Он проводит рукой по темной коре, покрывающей его лицо; после стольких дождей она оказалась несмываемой.
– Да и если я такой, каков я есть, значит, я так хочу. Прежде всего, у меня нет зубов. Лекарь уже давно сказал мне: «У тебя больше нет ни одного зуба. Этого слишком мало. На первой же остановке ступай, говорит, в остаматологический кабинет».
– Томатологический, – поправляет Парк.
– Стоматологический, – устанавливает Бертран.
– А я не пошел: не хотел, – продолжает Блер, – хоть лечат и задаром.
– Почему же не пошел?
– Да так, неохота возиться, – отвечает он.
– Ты сущий повар, – говорит Барк. – Тебе бы надо заделаться поваром.
– Я сам так думаю, – простодушно соглашается Блер.
Все смеются. Черный человек обижен. Он встает.
– У меня от вас брюхо заболело, – презрительно отчеканивает он. – Пойду в нужник.
Когда его черный силуэт исчезает, собеседники лишний раз повторяют старую истину, что на фронте грязнее всех повара.

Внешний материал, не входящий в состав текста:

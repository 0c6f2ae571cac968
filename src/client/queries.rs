//! GraphQL documents sent by the client

/// Organization settings, plan state, balance and the first transactions page.
pub const ORGANIZATION_INFO_QUERY: &str = r#"
query OrganizationInfoQuery($organization: String!, $count: Int!, $cursor: String) {
  githubOrganizationInfo(organization: $organization) {
    id
    name
    role
    activeUsersAmount
    purchase {
      planId
      planName
      unitCount
      onFreeTrial
      freeTrialDaysLeft
    }
    balanceInCredits
    transactions(last: $count, after: $cursor) {
      edges {
        cursor
        node {
          ...TransactionRow
        }
      }
      pageInfo {
        hasNextPage
        endCursor
      }
    }
  }
}

fragment TransactionRow on AccountTransaction {
  timestamp
  taskId
  repositoryName
  creditsAmount
}
"#;

/// One page of compute credit transactions.
pub const COMPUTE_CREDITS_QUERY: &str = r#"
query ComputeCreditsQuery($count: Int!, $cursor: String, $organization: String!) {
  githubOrganizationInfo(organization: $organization) {
    transactions(last: $count, after: $cursor) {
      edges {
        cursor
        node {
          ...TransactionRow
        }
      }
      pageInfo {
        hasNextPage
        endCursor
      }
    }
  }
}

fragment TransactionRow on AccountTransaction {
  timestamp
  taskId
  repositoryName
  creditsAmount
}
"#;

/// A repository and its latest builds.
pub const REPOSITORY_BUILD_LIST_QUERY: &str = r#"
query RepositoryBuildListQuery($repositoryId: ID!, $count: Int!) {
  repository(id: $repositoryId) {
    id
    fullName
    builds(last: $count) {
      edges {
        node {
          id
          branch
          changeIdInRepo
          changeMessage
          status
          authorName
          changeTimestamp
          buildStartedTimestamp
          buildFinishedTimestamp
        }
      }
    }
  }
}
"#;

– Если увидишь чумазого парня с грязным рылом и в грязной одежде, такого, что прикоснуться к нему можно только щипцами, так и знай: наверняка повар! И чем грязней, тем он верней повар.
– Истинно верно! – подтверждает Мартро.
– А-а, вот Тирлуар! Эй, Тирлуар!
Тирлуар подходит, озабоченный, поглядывая туда-сюда; он бледен, как хлор; худая шея пляшет в слишком широком и жестком воротнике шинели. У него острый подбородок; верхние зубы торчат; резкие морщины с глубоко забившейся в них грязью у рта кажутся намордником. По обыкновению он взбешен и, как всегда, бранится:
– У меня ночью свистнули сумку!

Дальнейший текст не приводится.